Now that Hollywood has embraced”Arrested Development” with a comedy series Emmy, the show is embracing Hollywood right back, jamming episodes with industry references.
Examples from the March 6 show:
Michael’s (Jason Bateman) old fling tells him that her baby was artifically inseminated by a Harvard grad. Michael responds, sarcastically, “That’s great. He’s probably some geek ‘Simpsons’ writer’s kid.”
Michael’s teenage niece Maeby, through a series of twists, has become an exec at Tantamount Pictures, working on an $80 million remake of “The Old Man and the Sea” called “The Young Man and the Beach.”
And Michael’s son says his girlfriend is “off with her religious group trying to get ‘Nip/Tuck’ taken off the air. … Something about God wants people to age naturally.”

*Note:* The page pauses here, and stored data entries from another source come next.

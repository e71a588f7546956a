//! The appointment classifier.
//!
//! Appointments are not a separate upstream source: they are calendar
//! events whose title or description mentions one of a fixed keyword set.
//! The filter is a plain case-insensitive substring check with no word
//! boundaries ("recall" matches "call"), and it does not remove matched
//! events from the event category. The same underlying event therefore
//! surfaces twice, once as an event and once as an appointment; that
//! duplication is part of the system's observable behavior.

use crate::raw::RawEvent;

/// Keywords that mark an event as appointment-like.
pub const APPOINTMENT_KEYWORDS: &[&str] = &[
    "appointment",
    "meeting",
    "consultation",
    "visit",
    "checkup",
    "doctor",
    "dentist",
    "medical",
    "therapy",
    "interview",
    "call",
];

/// Returns true if the event's title or description contains any keyword.
pub fn is_appointment_like(event: &RawEvent) -> bool {
    let title = event.summary.as_deref().unwrap_or_default().to_lowercase();
    let description = event
        .description
        .as_deref()
        .unwrap_or_default()
        .to_lowercase();

    APPOINTMENT_KEYWORDS
        .iter()
        .any(|keyword| title.contains(keyword) || description.contains(keyword))
}

/// Keeps only the appointment-like events.
pub fn filter_appointments(events: Vec<RawEvent>) -> Vec<RawEvent> {
    events.into_iter().filter(is_appointment_like).collect()
}
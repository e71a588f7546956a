//! Status and ping commands.

use chronosnap_protocol::{Request, Response};

use crate::cli::Cli;
use crate::config::ClientConfig;
use crate::error::{ClientError, ClientResult};
use crate::socket::SocketClient;

/// Prints daemon status and last-sync diagnostics.
pub async fn run(cli: &Cli, config: &ClientConfig) -> ClientResult<()> {
    let client = SocketClient::new(cli.resolve_socket_path(config), cli.resolve_timeout(config));

    match client.send(Request::Status).await? {
        Response::Status { info } => {
            println!("Daemon uptime: {}s", info.uptime_seconds);
            match info.last_sync {
                Some(last_sync) => {
                    println!("Last sync: {} ({} items)", last_sync, info.item_count);
                    for category in &info.categories {
                        match &category.error {
                            Some(error) => {
                                println!("  {}: FAILED ({})", category.category, error)
                            }
                            None => println!(
                                "  {}: {} item(s)",
                                category.category, category.item_count
                            ),
                        }
                    }
                }
                None => println!("Last sync: never"),
            }
            Ok(())
        }
        Response::Error { error } => Err(ClientError::Daemon(error.to_string())),
        other => Err(ClientError::Protocol(format!(
            "unexpected response to Status: {:?}",
            other
        ))),
    }
}

/// Checks whether the daemon is reachable.
pub async fn ping(cli: &Cli, config: &ClientConfig) -> ClientResult<()> {
    let client = SocketClient::new(cli.resolve_socket_path(config), cli.resolve_timeout(config));

    if client.ping().await {
        println!("Daemon is running at {}", client.socket_path().display());
        Ok(())
    } else {
        Err(ClientError::Connection(format!(
            "no daemon at {}",
            client.socket_path().display()
        )))
    }
}
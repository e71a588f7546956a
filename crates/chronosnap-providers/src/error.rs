//! Error types for upstream API operations.

use std::fmt;
use thiserror::Error;

/// High-level classification of an upstream API error.
#[derive(Debug, Clone, Copy, PartialEq, Eq, Hash)]
pub enum ProviderErrorCode {
    /// Credentials are missing, invalid, or expired (401).
    AuthenticationFailed,
    /// The account lacks permission for the requested scope (403).
    AuthorizationFailed,
    /// Connection failure, DNS, or timeout.
    NetworkError,
    /// Too many requests (429).
    RateLimited,
    /// The API returned a non-success status.
    ServerError,
    /// The response body could not be parsed.
    InvalidResponse,
    /// Missing or invalid local configuration (token file, paths).
    ConfigurationError,
    /// Unexpected internal state.
    InternalError,
}

impl ProviderErrorCode {
    /// Returns a machine-readable name for this error code.
    pub fn as_str(&self) -> &'static str {
        match self {
            Self::AuthenticationFailed => "authentication_failed",
            Self::AuthorizationFailed => "authorization_failed",
            Self::NetworkError => "network_error",
            Self::RateLimited => "rate_limited",
            Self::ServerError => "server_error",
            Self::InvalidResponse => "invalid_response",
            Self::ConfigurationError => "configuration_error",
            Self::InternalError => "internal_error",
        }
    }
}

impl fmt::Display for ProviderErrorCode {
    fn fmt(&self, f: &mut fmt::Formatter<'_>) -> fmt::Result {
        write!(f, "{}", self.as_str())
    }
}

/// An error from one of the upstream API clients.
#[derive(Debug, Error)]
pub struct ProviderError {
    code: ProviderErrorCode,
    message: String,
    /// Which API produced the error ("calendar", "tasks", "drive").
    api: Option<String>,
    #[source]
    source: Option<Box<dyn std::error::Error + Send + Sync>>,
}

impl ProviderError {
    /// Creates a new error with the given code and message.
    pub fn new(code: ProviderErrorCode, message: impl Into<String>) -> Self {
        Self {
            code,
            message: message.into(),
            api: None,
            source: None,
        }
    }

    /// Creates an authentication error.
    pub fn authentication(message: impl Into<String>) -> Self {
        Self::new(ProviderErrorCode::AuthenticationFailed, message)
    }

    /// Creates an authorization error.
    pub fn authorization(message: impl Into<String>) -> Self {
        Self::new(ProviderErrorCode::AuthorizationFailed, message)
    }

    /// Creates a network error.
    pub fn network(message: impl Into<String>) -> Self {
        Self::new(ProviderErrorCode::NetworkError, message)
    }

    /// Creates a rate limit error.
    pub fn rate_limited(message: impl Into<String>) -> Self {
        Self::new(ProviderErrorCode::RateLimited, message)
    }

    /// Creates a server error.
    pub fn server(message: impl Into<String>) -> Self {
        Self::new(ProviderErrorCode::ServerError, message)
    }

    /// Creates an invalid response error.
    pub fn invalid_response(message: impl Into<String>) -> Self {
        Self::new(ProviderErrorCode::InvalidResponse, message)
    }

    /// Creates a configuration error.
    pub fn configuration(message: impl Into<String>) -> Self {
        Self::new(ProviderErrorCode::ConfigurationError, message)
    }

    /// Creates an internal error.
    pub fn internal(message: impl Into<String>) -> Self {
        Self::new(ProviderErrorCode::InternalError, message)
    }

    /// Tags the error with the API that produced it.
    pub fn with_api(mut self, api: impl Into<String>) -> Self {
        self.api = Some(api.into());
        self
    }

    /// Attaches the underlying cause.
    pub fn with_source<E>(mut self, source: E) -> Self
    where
        E: std::error::Error + Send + Sync + 'static,
    {
        self.source = Some(Box::new(source));
        self
    }

    /// Returns the error code.
    pub fn code(&self) -> ProviderErrorCode {
        self.code
    }

    /// Returns the error message.
    pub fn message(&self) -> &str {
        &self.message
    }

    /// Returns the API name, if tagged.
    pub fn api(&self) -> Option<&str> {
        self.api.as_deref()
    }
}

impl fmt::Display for ProviderError {
    fn fmt(&self, f: &mut fmt::Formatter<'_>) -> fmt::Result {
        if let Some(ref api) = self.api {
            write!(f, "[{}] ", api)?;
        }
        write!(f, "{}: {}", self.code, self.message)
    }
}

/// A specialized Result type for upstream API operations.
pub type ProviderResult<T> = Result<T, ProviderError>;

#[cfg(test)]
mod tests {
    use super::*;

    #[test]
    fn error_creation() {
        let err = ProviderError::authentication("token expired");
        assert_eq!(err.code(), ProviderErrorCode::AuthenticationFailed);
        assert_eq!(err.message(), "token expired");
        assert!(err.api().is_none());
    }

    #[test]
    fn error_display_includes_api_tag() {
        let err = ProviderError::server("HTTP 500").with_api("drive");
        let display = format!("{}", err);
        assert!(display.contains("[drive]"));
        assert!(display.contains("server_error"));
        assert!(display.contains("HTTP 500"));
    }

    #[test]
    fn error_with_source() {
        use std::error::Error;
        let io_err = std::io::Error::other("connection reset");
        let err = ProviderError::network("request failed").with_source(io_err);
        assert!(err.source().is_some());
    }
}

On the season finale, the girlfriend will lead a protest at the house of “Desperate Housewives” creator Marc Cherry, who plays himself. “She’s screaming, ‘Keep sex within marriage!’ and he’s screaming, ‘It’s a satire!’ ” says Mitchell Hurwitz, the “Arrested Development” creator and Cherry’s fellow scribe on “Golden Girls.”
Hurwitz doesn’t intend the references as jabs. Instead, he says, they’re meant to place the characters “in the real world,” to show “how pathetic our characters are” and poke fun at the show itself, riffing on its status as Hollywood’s eccentric stepchild.
But isn’t it all too much inside baseball?
“It seems the world is as tuned in to the industry as the industry is,” he says. “You can’t turn on the TV without hearing about box office grosses.”